Anterior cruciate ligament injuries
There is also evidence that BMC injection has beneficial effects in anterior cruciate ligament tears. In a case series by Centeno and colleagues, 10 patients with ACL tears with less than 1 cm retraction underwent an intraligamentous injection of BMC under fluoroscopic guidance. Seven of the 10 patients showed improvement with evidence of improved ligament integrity and increased lower extremity functional scores.
Tendinopathy
Among other soft tissue injuries, there is a greater available volume of studies on tendon injury. Pascual-Garrido and colleagues studied eight patients with refractory patellar tendinopathy for 5 years after bone marrow–derived MSC injections. Of the eight patients, seven were completely satisfied. Statistically significant improvement was seen for most clinical scores including the Knee Injury and Osteoarthritis Outcome Scores activity of daily living, symptom, and sport subscores.

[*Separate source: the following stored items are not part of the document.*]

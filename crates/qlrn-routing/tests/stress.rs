//! Stress tests for qlrn-routing
//!
//! These tests exercise the routing table, duplicate detector and pending
//! queue under volume and concurrent access.

use std::net::Ipv4Addr;
use std::sync::Arc;
use std::sync::atomic::{AtomicUsize, Ordering};
use std::thread;
use std::time::{Duration, Instant};

use qlrn_core::{
    Expiry, InterfaceAddress, InterfaceIndex, Ipv4Header, Packet, PacketId, Route, SocketError,
};
use qlrn_routing::{
    DuplicatePacketDetection, PendingPacketQueue, QueueEntry, RouteEntry, RouteFlag, RoutingTable,
};

// Test helpers
fn make_addr(i: u32) -> Ipv4Addr {
    Ipv4Addr::from(0x0A00_0000 | (i & 0x00FF_FFFF))
}

fn make_route(dest: u32, next_hop: u32, hops: u16, now: Instant) -> RouteEntry {
    RouteEntry::new(
        make_addr(dest),
        make_addr(next_hop),
        InterfaceIndex::new(1),
        InterfaceAddress::new(make_addr(1), 8),
        hops,
        Expiry::after(now, Duration::from_secs(30)),
    )
}

#[test]
fn test_routing_table_throughput() {
    const ROUTE_COUNT: u32 = 10_000;

    let table = RoutingTable::new(Duration::from_secs(1));
    let now = Instant::now();

    let start = Instant::now();
    for i in 0..ROUTE_COUNT {
        table
            .add_route(make_route(i + 2, (i % 50) + 2, (i % 30) as u16 + 1, now), now)
            .unwrap();
    }
    println!("Inserted {} routes in {:?}", ROUTE_COUNT, start.elapsed());
    assert_eq!(table.len(), ROUTE_COUNT as usize);

    let start = Instant::now();
    for i in 0..ROUTE_COUNT {
        assert!(table.lookup_valid_route(make_addr(i + 2), now).is_some());
    }
    println!("Looked up {} routes in {:?}", ROUTE_COUNT, start.elapsed());

    // Every route through next hop .2 goes down together
    let affected = table.invalidate_routes_via(make_addr(2), now);
    assert_eq!(affected.len(), (ROUTE_COUNT / 50) as usize);
    for dst in affected {
        assert_eq!(table.lookup_route(dst).unwrap().flag, RouteFlag::Invalid);
    }
}

#[test]
fn test_routing_table_concurrent_access() {
    const THREADS: u32 = 8;
    const PER_THREAD: u32 = 1_000;

    let table = Arc::new(RoutingTable::new(Duration::from_secs(1)));
    let now = Instant::now();

    let handles: Vec<_> = (0..THREADS)
        .map(|t| {
            let table = Arc::clone(&table);
            thread::spawn(move || {
                for i in 0..PER_THREAD {
                    let dest = t * PER_THREAD + i + 2;
                    table.add_route(make_route(dest, 2, 2, now), now).unwrap();
                    assert!(table.lookup_valid_route(make_addr(dest), now).is_some());
                    if i % 4 == 0 {
                        assert!(table.delete_route(make_addr(dest)));
                    }
                }
            })
        })
        .collect();
    for handle in handles {
        handle.join().unwrap();
    }

    assert_eq!(table.len(), (THREADS * PER_THREAD * 3 / 4) as usize);
}

#[test]
fn test_lazy_expiry_at_scale() {
    let table = RoutingTable::new(Duration::from_secs(5));
    let now = Instant::now();
    for i in 0..5_000 {
        table.add_route(make_route(i + 2, 2, 1, now), now).unwrap();
    }

    let later = now + Duration::from_secs(31);
    for i in 0..5_000 {
        assert!(table.lookup_valid_route(make_addr(i + 2), later).is_none());
    }
    // Downgraded, not yet deleted
    assert_eq!(table.len(), 5_000);

    table.purge(later + Duration::from_secs(6));
    assert!(table.is_empty());
}

#[test]
fn test_duplicate_detection_concurrent_first_wins() {
    const THREADS: usize = 8;
    const PACKETS: u64 = 2_000;

    let dpd = Arc::new(DuplicatePacketDetection::new(Duration::from_secs(20)));
    let fresh = Arc::new(AtomicUsize::new(0));
    let now = Instant::now();

    let handles: Vec<_> = (0..THREADS)
        .map(|_| {
            let dpd = Arc::clone(&dpd);
            let fresh = Arc::clone(&fresh);
            thread::spawn(move || {
                for uid in 0..PACKETS {
                    if !dpd.is_duplicate(PacketId::new(uid), make_addr(5), now) {
                        fresh.fetch_add(1, Ordering::Relaxed);
                    }
                }
            })
        })
        .collect();
    for handle in handles {
        handle.join().unwrap();
    }

    assert_eq!(fresh.load(Ordering::Relaxed), PACKETS as usize);
    assert_eq!(dpd.len(), PACKETS as usize);
    assert_eq!(dpd.duplicates(), PACKETS * (THREADS as u64 - 1));
}

#[test]
fn test_pending_queue_never_exceeds_capacity() {
    const CAPACITY: usize = 64;
    const PACKETS: u64 = 10_000;

    let failed = Arc::new(AtomicUsize::new(0));
    let mut queue = PendingPacketQueue::new(CAPACITY, Duration::from_secs(10));
    let now = Instant::now();

    for uid in 0..PACKETS {
        let on_error = Arc::clone(&failed);
        let entry = QueueEntry::new(
            Packet::new(PacketId::new(uid), vec![0u8; 32]),
            Ipv4Header::udp(make_addr(1), make_addr((uid % 16) as u32 + 2), 64),
            Box::new(|_: Route, _: Packet, _: Ipv4Header| {}),
            Box::new(move |_: Packet, _: Ipv4Header, _: SocketError| {
                on_error.fetch_add(1, Ordering::Relaxed);
            }),
        );
        assert!(queue.enqueue(entry, now));
        assert!(queue.len() <= CAPACITY);
    }

    assert_eq!(queue.len(), CAPACITY);
    assert_eq!(queue.evicted(), PACKETS - CAPACITY as u64);
    // Evictions are silent
    assert_eq!(failed.load(Ordering::Relaxed), 0);

    // The survivors are the newest packets
    let mut survivors = Vec::new();
    for dst in 2..18 {
        while let Some(entry) = queue.dequeue(make_addr(dst), now) {
            survivors.push(entry.packet.id.0);
        }
    }
    survivors.sort_unstable();
    let expected: Vec<u64> = (PACKETS - CAPACITY as u64..PACKETS).collect();
    assert_eq!(survivors, expected);
}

Recent evidence is in favor of the efficacy of stem cells to augment surgical repair of rotator cuff tears. Ellera Gomes and colleagues used mononuclear autologous stem cells to augment conventional rotator cuff repair in 14 patients. MRI analysis after a 12-month follow-up period demonstrated tendon integrity in all cases. Hernigou and colleagues examined 90 patients 10 years after routine arthroscopy with or without BMC injection and found substantial improvement in tendon integrity. In the BMC-treated group, 87% of patients had intact rotator cuffs compared with 44% in the control group.
Safety
PRP and MSC are autologous procedures. Because the cells are removed from and replaced into the same patient, there is no risk of a transfusion reaction or other immune-modulated reactions to the substances when they are reinjected. Risk of disease transmission, such as from an allogenic tissue donor, is also not of concern with these autologous procedures. Wakitani and colleagues studied the safety of bone marrow–derived MSCs for treatment of articular cartilage defects. They monitored 41 patients who received 45 bone marrow MSC injections for 5 to 137 months postprocedure and found no occurrences of infection or tumor growth. Feisst and colleagues cited several phase I and II trials assessing the safety of adipose-derived stem cells without any identifiable significant adverse events. There continues to be ongoing trials assessing the safety and efficacy of bone marrow– and adipose-derived MSCs with promising results.
Further Research
Although the evidence for stem cell application has shown some promise, there remains a need for more robust studies. To date, there are only two studies regarding cartilage treatments with MSCs that are prospective, observational cohorts, one case series with histologic markings and one randomized control trial. With the publication of higher quality research, the appropriate application for stem cell therapies in musculoskeletal medicine will be clarified.
Procedures
Bone marrow
The posterior superior iliac spine is the most commonly accessed landmark for bone marrow aspiration (BMA). This is done either manually with axial force applied to an 11-gauge trephine needle or with a manual drill using a smaller gauge needle. Using ultrasound guidance, a linear-array transducer is typically used (a curvilinear-array transducer may be necessary because of patient body habitus) ( Fig. 3 ). The posterior superior iliac spine should be identified with the medial aspect of the probe fixed on it while the lateral portion of the probe is swept between the greater trochanter and the anterior superior iliac spine. Within this arc, the aspirate needle is guided in plane from lateral to medial to the ilium, about 1 to 2 cm from the iliac crest surface for marrow entry ( Fig. 4 ). It can then be guided cranially for additional sites (within zone 1 as shown in Fig. 5 ).